Posts Tagged conservation
[aka Book Repair for Library Lending Stock]
I recently attended an excellent course on Book Repair led by the Bodleian’s Conservation Team.
One of the aims of the course is to get across a simple message – Don’t Use Sellotape! And having to deal with taking all kinds of different tape from books as I reclassify them, I understand why. Sellotape damages the books, leaves behind horrible sticky residue and often just looks messy!
Before we could all learn alternative ways to mend our books however, we needed to understand how our books are put together in the first place.
Paperbacks: Paperbacks are a collection of single leaves glued together at the spine of a book. Both the pages and the glue are flexible.
Hardback (Bound Volumes): Hardback books are a collection of folded sections which are sewn together. The end-pages of the text block are then glued to the cover boards. Hardback books have a gap between the spine and the book called the Hollow.
The makeup of a book has implications for its repair. For example – with paperbacks it is usually okay to repair the odd loose page but not large sections which have come un-stuck. This is because the glue used to make the book needs to be removed before another adhesive will stick.
With hardback books, because of the folded construction, you need to be aware that if one page is loose, its partner page is likely to be loose too.
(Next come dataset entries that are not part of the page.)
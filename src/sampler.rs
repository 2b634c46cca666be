//! Timestamp selection for thumbnails and still extraction.

use serde::{Deserialize, Serialize};

use crate::foundation::error::{ClipmarkError, ClipmarkResult};

/// Safety margin kept between the last requested timestamp and the clip end.
///
/// Decoders commonly return nothing when asked for a frame exactly at the end of the stream.
pub const DEFAULT_END_MARGIN_SEC: f64 = 0.1;

/// Upper bound on the number of timestamps a single policy may produce.
pub const MAX_SAMPLES: usize = 100_000;

/// Rule for choosing the timestamps to pull frames at.
#[derive(Clone, Copy, Debug, PartialEq, Serialize, Deserialize)]
#[serde(rename_all = "kebab-case")]
pub enum SamplingPolicy {
    /// `n >= 2` timestamps evenly spaced from the start to the usable end, inclusive.
    ByCount(u32),
    /// Timestamps `0, step, 2*step, ...` strictly before the usable end.
    ByInterval(f64),
}

impl SamplingPolicy {
    pub fn validate(&self) -> ClipmarkResult<()> {
        match *self {
            Self::ByCount(n) if n < 2 => Err(ClipmarkError::validation(format!(
                "frame count must be >= 2, got {n}"
            ))),
            Self::ByCount(n) if n as usize > MAX_SAMPLES => Err(ClipmarkError::validation(
                format!("frame count must be <= {MAX_SAMPLES}, got {n}"),
            )),
            Self::ByInterval(step) if !step.is_finite() || step <= 0.0 => {
                Err(ClipmarkError::validation(format!(
                    "frame interval must be finite and > 0, got {step}"
                )))
            }
            _ => Ok(()),
        }
    }
}

/// Sample `policy` over a clip of `duration_sec`, keeping [`DEFAULT_END_MARGIN_SEC`] clear of the
/// end.
pub fn sample(duration_sec: f64, policy: &SamplingPolicy) -> ClipmarkResult<Vec<f64>> {
    sample_with_margin(duration_sec, policy, DEFAULT_END_MARGIN_SEC)
}

/// Like [`sample`] with an explicit end margin.
///
/// An empty result means the clip is too short to sample; callers report that as "no frames to
/// extract".
pub fn sample_with_margin(
    duration_sec: f64,
    policy: &SamplingPolicy,
    end_margin_sec: f64,
) -> ClipmarkResult<Vec<f64>> {
    if !duration_sec.is_finite() || duration_sec < 0.0 {
        return Err(ClipmarkError::validation(format!(
            "clip duration must be finite and >= 0, got {duration_sec}"
        )));
    }
    if !end_margin_sec.is_finite() || end_margin_sec <= 0.0 {
        return Err(ClipmarkError::validation(
            "end margin must be finite and > 0",
        ));
    }
    policy.validate()?;

    if duration_sec == 0.0 {
        return Ok(Vec::new());
    }
    let usable_end = duration_sec - end_margin_sec;

    match *policy {
        SamplingPolicy::ByCount(n) => {
            let end = usable_end.max(0.0);
            let last = f64::from(n - 1);
            Ok((0..n).map(|i| end * f64::from(i) / last).collect())
        }
        SamplingPolicy::ByInterval(step) => {
            if usable_end <= 0.0 {
                return Ok(Vec::new());
            }
            let count = (usable_end / step).ceil();
            if count > MAX_SAMPLES as f64 {
                return Err(ClipmarkError::validation(format!(
                    "interval {step}s over {duration_sec}s would produce more than {MAX_SAMPLES} frames"
                )));
            }
            // Index-based so spacing does not accumulate rounding error.
            Ok((0u64..)
                .map(|k| k as f64 * step)
                .take_while(|&t| t < usable_end)
                .collect())
        }
    }
}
Flexibility is a key work in conservation and repair. Keeping things flexible is important in ensuring further damage is not caused. However, sometimes there needs to be a compromise and in repairing a book some inflexibility is introduced.
During the day we learned about three types of repair:
[The Bone Folder (next to the scissors) is my favourite - such a cool name!]
1. Repairing a Loose Spine
The first thing we had to do was make sure the lining was stuck down to the book – I couldn’t fit my brush into the gap so had to use a piece of card to get the glue in the right place! Next we created a hinge using Japanese paper to reattach the spine. The book was then bandaged (aww) and left to dry.
2. Repairing a cut or torn page
There are three main ways to repair a cut:
- A square patch covering the tear – this is quite inflexible and has a hard edge
- A fish tail patch – this is more round and flexible, you draw the shape in pencil using melinex to protect the book
- A water tear patch – you draw the shape onto the Japanese paper using water and tear it out. It has a very soft and quite flexible finish.
If the cut goes through a piece if text, it can be repaired using small ‘butterfly’ stitches – strips of Japanese paper between the lines of the text.
Repairing a tear can often be done by gluing as, unlike in a cut, the fibres of the paper overlap.
3. Tipping in a loose leaf
First we had to protect the book by placing strips of silicon paper and blotter over the pages. Then we put a small amount of paste onto the loose leaf (only a couple of mm wide) and placed the leaf back into the book. We left it to dry and placed a weight on top to make sure it stuck!
I found the session to be really interesting and have been using the techniques back at St Hugh’s to make some of our poorly books feel better!
I also led a training session showing the rest of the team how to use these techniques – have a look at Laura’s Dark Archive to see how they got on!